The yield on two-year gilts jumped by 0.24 percentage points to 4.12%, marking one of the largest single-day increases in recent memory. Similarly, the yield on ten-year gilts rose by 0.11 percentage points to 4.73%. Yields rise when bond prices fall.
The gilt market is experiencing a global trend of rising bond yields, largely driven by rising oil and gas prices amid escalating tensions in the Middle East. This has led investors to reassess their outlook on future interest rates.
“The shift in central bank expectations has been swift and harsh,” remarked Moyeen Islam, who leads UK rates strategy at Barclays. He noted that the current market is reflecting the patterns seen in early 2022, where rising energy prices led to increased inflation and, subsequently, higher yields.
Currently, market traders estimate about a 50% chance that the Bank of England will raise rates by a quarter percentage point before the year concludes. Just a week ago, traders anticipated two rate cuts.
Prospects for rate cuts in several major economies are fading.

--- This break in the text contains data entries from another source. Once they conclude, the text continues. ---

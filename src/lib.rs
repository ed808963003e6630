//! dict-cracker - Multi-threaded SHA-256 Dictionary Attack
//!
//! Recovers a password from its SHA-256 digest by trying every word of a
//! dictionary together with a fixed set of leetspeak mutations.
//!
//! # Features
//!
//! - **Producer/Consumer Pipeline**: N producers feed a bounded circular
//!   queue, M consumers expand and hash words in parallel.
//!
//! - **Backpressure**: Producers block while the queue is full, so the number
//!   of words in flight never exceeds the queue capacity. The dictionary
//!   itself is loaded and validated in full before the run starts.
//!
//! - **Any Encoding**: Words are raw bytes; a wordlist with Latin-1 or other
//!   non-UTF-8 entries loads and hashes as-is.
//!
//! - **Cooperative Shutdown**: The first match (or exhaustion of the
//!   dictionary, or Ctrl-C) stops every thread without abandoning a blocked
//!   waiter.
//!
//! # Candidate Set
//!
//! Each word yields 88 candidates: the 8 combinations of the substitutions
//! `i->!`, `l->1`, `o->0`, then each of those followed by a digit 0-9.
//!
//! # Architecture
//!
//! ```text
//! ┌──────────────┐     ┌──────────────┐
//! │ dictionary   │     │ target file  │
//! └──────┬───────┘     └──────┬───────┘
//!        │ load + validate    │ decode hex
//!        ▼                    ▼
//! ┌─────────────────────────────────────────────┐
//! │              CrackCoordinator               │
//! │  producers ──► BoundedQueue ──► consumers   │
//! │         TerminationController               │
//! └──────────────────────┬──────────────────────┘
//!                        │ first match
//!                        ▼
//!                ┌──────────────┐
//!                │  FileSink    │
//!                │ (atomic)     │
//!                └──────────────┘
//! ```
//!
//! # Example
//!
//! ```bash
//! # 2 producers, 8 consumers
//! dict-cracker words.txt target.txt found.txt 2 8
//! ```

pub mod config;
pub mod crack;
pub mod dictionary;
pub mod error;
pub mod hash;
pub mod progress;

pub use config::{CliArgs, CrackConfig};
pub use crack::{CrackCoordinator, CrackProgress, CrackResult, TerminationController};
pub use dictionary::{Dictionary, Word};
pub use error::{CrackerError, Result};
pub use hash::{sha256, Digest};
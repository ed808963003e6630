//! Producer/consumer dictionary search
//!
//! Producers share one cursor over the dictionary and push batches of words
//! into a bounded queue. Consumers take words one at a time, expand each into
//! its candidate set and hash every candidate against the target.
//!
//! # Architecture
//!
//! ```text
//!                     ┌─────────────────────────┐
//!                     │       Dictionary        │
//!                     │  (shared token cursor)  │
//!                     └───────────┬─────────────┘
//!       ┌─────────────────────────┼─────────────────────────┐
//! ┌─────▼──────┐            ┌─────▼──────┐            ┌─────▼──────┐
//! │ Producer 1 │            │ Producer 2 │            │ Producer N │
//! │  batching  │            │  batching  │            │  batching  │
//! └─────┬──────┘            └─────┬──────┘            └─────┬──────┘
//!       └─────────────────────────┼─────────────────────────┘
//!                     ┌───────────▼─────────────┐
//!                     │      BoundedQueue       │
//!                     │ + TerminationState      │
//!                     │   (one mutex)           │
//!                     └───────────┬─────────────┘
//!       ┌─────────────────────────┼─────────────────────────┐
//! ┌─────▼──────┐            ┌─────▼──────┐            ┌─────▼──────┐
//! │ Consumer 1 │            │ Consumer 2 │            │ Consumer M │
//! │ expand+sha │            │ expand+sha │            │ expand+sha │
//! └────────────┘            └────────────┘            └────────────┘
//! ```

pub mod consumer;
pub mod coordinator;
pub mod expand;
pub mod matcher;
pub mod producer;
pub mod queue;
pub mod sink;
pub mod termination;

pub use consumer::{Consumer, ConsumerOutcome, WorkerStats};
pub use coordinator::{CrackCoordinator, CrackProgress, CrackResult};
pub use expand::{expand, VARIANT_COUNT};
pub use matcher::Matcher;
pub use producer::{Producer, ProducerOutcome, DEFAULT_BATCH_SIZE};
pub use queue::{BoundedQueue, Dequeued, EnqueueOutcome, QueueStats, DEFAULT_QUEUE_SIZE};
pub use sink::{FileSink, ResultSink};
pub use termination::{TerminationController, TerminationState};
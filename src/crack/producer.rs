//! Producer threads
//!
//! Each producer:
//! - Pulls tokens from the shared dictionary into a local batch
//! - Pushes full (or final partial) batches into the bounded queue
//! - Reports completion to the termination controller exactly once
//!
//! State machine:
//!
//! ```text
//! Reading --batch full / end of input--> Flushing --enqueued--> Reading
//!    |                                      |
//!    +--cancelled--> Done <--terminated-----+ (or end of input)
//! ```

use crate::crack::queue::{BoundedQueue, EnqueueOutcome};
use crate::crack::termination::TerminationController;
use crate::dictionary::{Dictionary, Word};
use crate::error::WorkerError;
use std::sync::Arc;
use std::thread::{self, JoinHandle};
use tracing::{debug, trace};

/// Default number of words per local batch
pub const DEFAULT_BATCH_SIZE: usize = 100;

/// What a producer did before exiting
#[derive(Debug, Clone, Copy, Default, PartialEq, Eq)]
pub struct ProducerOutcome {
    /// Words pushed into the queue
    pub words_enqueued: usize,

    /// Batches pushed into the queue
    pub batches: usize,

    /// Stopped because the run was cancelled, not because input ran out
    pub stopped_early: bool,
}

/// Producer state
#[derive(Debug, Clone, Copy, PartialEq, Eq)]
enum State {
    Reading,
    Flushing { end_of_input: bool },
    Done,
}

/// Why the reading phase stopped
enum ReadStop {
    BatchFull,
    EndOfInput,
    Cancelled,
}

/// Reports completion on drop, so a failing or panicking producer cannot
/// leave consumers waiting for input that never comes
struct DoneGuard<'a> {
    controller: &'a TerminationController,
}

impl Drop for DoneGuard<'_> {
    fn drop(&mut self) {
        self.controller.report_producer_done();
    }
}

/// A producer thread feeding the bounded queue
pub struct Producer {
    /// Producer ID
    id: usize,

    /// Thread handle
    handle: Option<JoinHandle<Result<ProducerOutcome, WorkerError>>>,
}

impl Producer {
    /// Spawn a new producer thread
    pub fn spawn(
        id: usize,
        dictionary: Arc<Dictionary>,
        queue: Arc<BoundedQueue>,
        controller: TerminationController,
        batch_size: usize,
    ) -> Result<Self, WorkerError> {
        let handle = thread::Builder::new()
            .name(format!("producer-{}", id))
            .spawn(move || run_producer(id, &dictionary, &queue, &controller, batch_size))
            .map_err(|e| WorkerError::SpawnFailed {
                role: "producer",
                id,
                reason: e.to_string(),
            })?;

        Ok(Self {
            id,
            handle: Some(handle),
        })
    }

    /// Get producer ID
    pub fn id(&self) -> usize {
        self.id
    }

    /// Check if the thread has exited
    pub fn is_finished(&self) -> bool {
        self.handle.as_ref().map_or(true, JoinHandle::is_finished)
    }

    /// Wait for the producer to finish
    pub fn join(mut self) -> Result<ProducerOutcome, WorkerError> {
        match self.handle.take() {
            Some(handle) => handle.join().unwrap_or_else(|_| {
                Err(WorkerError::Panicked {
                    role: "producer",
                    id: self.id,
                    message: "Producer thread panicked".into(),
                })
            }),
            None => Ok(ProducerOutcome::default()),
        }
    }
}

/// Producer body; runs on the calling thread
pub fn run_producer(
    id: usize,
    dictionary: &Dictionary,
    queue: &BoundedQueue,
    controller: &TerminationController,
    batch_size: usize,
) -> Result<ProducerOutcome, WorkerError> {
    let _done = DoneGuard { controller };
    let mut batch: Vec<Word> = Vec::with_capacity(batch_size);
    let mut outcome = ProducerOutcome::default();
    let mut state = State::Reading;

    debug!(producer = id, "Producer starting");

    while state != State::Done {
        state = match state {
            State::Reading => match read_batch(dictionary, controller, &mut batch, batch_size) {
                ReadStop::BatchFull => State::Flushing { end_of_input: false },
                ReadStop::EndOfInput if batch.is_empty() => State::Done,
                ReadStop::EndOfInput => State::Flushing { end_of_input: true },
                ReadStop::Cancelled => {
                    outcome.stopped_early = true;
                    State::Done
                }
            },
            State::Flushing { end_of_input } => match queue.enqueue_batch(&mut batch) {
                Ok(EnqueueOutcome::Enqueued(count)) => {
                    trace!(producer = id, words = count, "Batch enqueued");
                    outcome.words_enqueued += count;
                    outcome.batches += 1;
                    if end_of_input {
                        State::Done
                    } else {
                        State::Reading
                    }
                }
                Ok(EnqueueOutcome::Terminated) => {
                    outcome.stopped_early = true;
                    State::Done
                }
                Err(source) => return Err(WorkerError::Queue { id, source }),
            },
            State::Done => State::Done,
        };
    }

    debug!(
        producer = id,
        words = outcome.words_enqueued,
        stopped_early = outcome.stopped_early,
        "Producer finished"
    );

    Ok(outcome)
}

/// Fill `batch` from the dictionary until full, exhausted or cancelled
fn read_batch(
    dictionary: &Dictionary,
    controller: &TerminationController,
    batch: &mut Vec<Word>,
    batch_size: usize,
) -> ReadStop {
    while batch.len() < batch_size {
        if controller.is_cancelled() {
            return ReadStop::Cancelled;
        }

        match dictionary.next_token() {
            Some(word) => batch.push(word),
            None => return ReadStop::EndOfInput,
        }
    }

    ReadStop::BatchFull
}
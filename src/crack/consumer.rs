//! Consumer threads
//!
//! Each consumer:
//! - Pulls one word at a time from the bounded queue
//! - Expands it into its fixed candidate set
//! - Hashes every candidate in order and compares it with the target
//! - Reports the first hit to the termination controller and exits
//!
//! Expansion and hashing happen outside the queue lock.

use crate::crack::expand::expand;
use crate::crack::matcher::Matcher;
use crate::crack::queue::{BoundedQueue, Dequeued};
use crate::crack::termination::TerminationController;
use crate::error::WorkerError;
use std::sync::atomic::{AtomicU64, Ordering};
use std::sync::Arc;
use std::thread::{self, JoinHandle};
use tracing::{debug, trace};

/// Statistics collected by a consumer
#[derive(Debug, Default)]
pub struct WorkerStats {
    /// Dictionary words processed
    pub words_processed: AtomicU64,

    /// Candidates hashed
    pub variants_hashed: AtomicU64,
}

impl WorkerStats {
    fn record_word(&self) {
        self.words_processed.fetch_add(1, Ordering::Relaxed);
    }

    fn record_variants(&self, count: u64) {
        self.variants_hashed.fetch_add(count, Ordering::Relaxed);
    }
}

/// What a consumer did before exiting
#[derive(Debug, Clone, Copy, Default, PartialEq, Eq)]
pub struct ConsumerOutcome {
    /// Words taken from the queue
    pub words_processed: u64,

    /// Candidates hashed
    pub variants_hashed: u64,

    /// This consumer's report was the one kept
    pub won: bool,
}

/// Interrupts the run if the consumer unwinds, so producers blocked on a full
/// queue are not left waiting for a consumer that is gone
struct PanicGuard<'a> {
    controller: &'a TerminationController,
}

impl Drop for PanicGuard<'_> {
    fn drop(&mut self) {
        if thread::panicking() {
            self.controller.interrupt();
        }
    }
}

/// A consumer thread draining the bounded queue
pub struct Consumer {
    /// Consumer ID
    id: usize,

    /// Thread handle
    handle: Option<JoinHandle<ConsumerOutcome>>,

    /// Consumer statistics
    stats: Arc<WorkerStats>,
}

impl Consumer {
    /// Spawn a new consumer thread
    pub fn spawn(
        id: usize,
        queue: Arc<BoundedQueue>,
        controller: TerminationController,
        matcher: Matcher,
    ) -> Result<Self, WorkerError> {
        let stats = Arc::new(WorkerStats::default());
        let stats_clone = Arc::clone(&stats);

        let handle = thread::Builder::new()
            .name(format!("consumer-{}", id))
            .spawn(move || run_consumer(id, &queue, &controller, &matcher, &stats_clone))
            .map_err(|e| WorkerError::SpawnFailed {
                role: "consumer",
                id,
                reason: e.to_string(),
            })?;

        Ok(Self {
            id,
            handle: Some(handle),
            stats,
        })
    }

    /// Get consumer ID
    pub fn id(&self) -> usize {
        self.id
    }

    /// Get consumer statistics
    pub fn stats(&self) -> &WorkerStats {
        &self.stats
    }

    /// Check if the thread has exited
    pub fn is_finished(&self) -> bool {
        self.handle.as_ref().map_or(true, JoinHandle::is_finished)
    }

    /// Wait for the consumer to finish
    pub fn join(mut self) -> Result<ConsumerOutcome, WorkerError> {
        match self.handle.take() {
            Some(handle) => handle.join().map_err(|_| WorkerError::Panicked {
                role: "consumer",
                id: self.id,
                message: "Consumer thread panicked".into(),
            }),
            None => Ok(ConsumerOutcome::default()),
        }
    }
}

/// Consumer body; runs on the calling thread
pub fn run_consumer(
    id: usize,
    queue: &BoundedQueue,
    controller: &TerminationController,
    matcher: &Matcher,
    stats: &WorkerStats,
) -> ConsumerOutcome {
    let _guard = PanicGuard { controller };
    let mut outcome = ConsumerOutcome::default();

    debug!(consumer = id, "Consumer starting");

    loop {
        // Fetching
        let word = match queue.dequeue_one() {
            Dequeued::Word(word) => word,
            Dequeued::EndOfWork => break,
        };

        // Processing
        let variants = expand(word.as_bytes());
        let hit = matcher.find(&variants);
        let hashed = hit.map_or(variants.len(), |(index, _)| index + 1) as u64;

        stats.record_word();
        stats.record_variants(hashed);
        outcome.words_processed += 1;
        outcome.variants_hashed += hashed;

        // Reporting
        if let Some((_, candidate)) = hit {
            outcome.won = controller.report_match(candidate);
            trace!(consumer = id, won = outcome.won, "Reported match");
            break;
        }
    }

    debug!(
        consumer = id,
        words = outcome.words_processed,
        won = outcome.won,
        "Consumer finished"
    );

    outcome
}
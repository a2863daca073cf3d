//! Error taxonomy
//!
//! Fatal configuration errors abort the whole command. Skip reasons only
//! drop a single package from a bulk run.

use std::path::PathBuf;
use thiserror::Error;

/// Fatal errors raised while resolving packages and their manifests.
#[derive(Debug, Error)]
pub enum Error {
    #[error("No manifest found for package at {}", path.display())]
    MissingManifest { path: PathBuf },

    #[error("Failed to parse manifest {}: {source}", path.display())]
    InvalidManifest {
        path: PathBuf,
        #[source]
        source: serde_json::Error,
    },

    #[error("Unknown package: {0}")]
    UnknownPackage(String),

    #[error("No target directory found for package '{package}' (tried: {})", candidates.join(", "))]
    TargetDirNotFound {
        package: String,
        candidates: Vec<String>,
    },

    #[error("Invalid glob pattern '{pattern}': {source}")]
    Glob {
        pattern: String,
        #[source]
        source: glob::PatternError,
    },

    #[error("IO error: {0}")]
    Io(#[from] std::io::Error),
}

/// Why a package was left out of a bulk install.
#[derive(Debug, Clone, PartialEq, Eq, Error)]
pub enum SkipReason {
    #[error("required executable '{0}' not found on PATH")]
    MissingExecutable(String),

    #[error("platform '{0}' is not supported")]
    UnsupportedPlatform(String),
}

The market is now forecasting two rate hikes from the European Central Bank by year-end, a shift from earlier expectations of further cuts.
In the United States, predictions have also adjusted; instead of the previously expected two or three rate cuts, just one or two are now anticipated.
Gilts have been particularly sensitive, as the Bank of England was expected to lower rates more aggressively than other central banks this year.
On the global stage, oil prices continued to rise, with Brent crude surpassing $100 a barrel for the first time in four years. European gas prices also increased by around 13%.
The recent spike in energy prices follows military actions by the U.S. and Israel against Iran, igniting a regional conflict that has disrupted oil and gas supplies.
“Gilts are reacting more acutely to energy price changes compared to other markets, though this response might be disproportionate,” stated Jason Borbora-Sheen, a portfolio manager at Ninety One.
Yields on two-year gilts have escalated by about 0.6 percentage points since the beginning of the conflict, reaching their highest levels since March 2025.
As the situation unfolds, the negative implications of higher oil prices on economic growth will need to be factored into market expectations, Borbora-Sheen emphasized.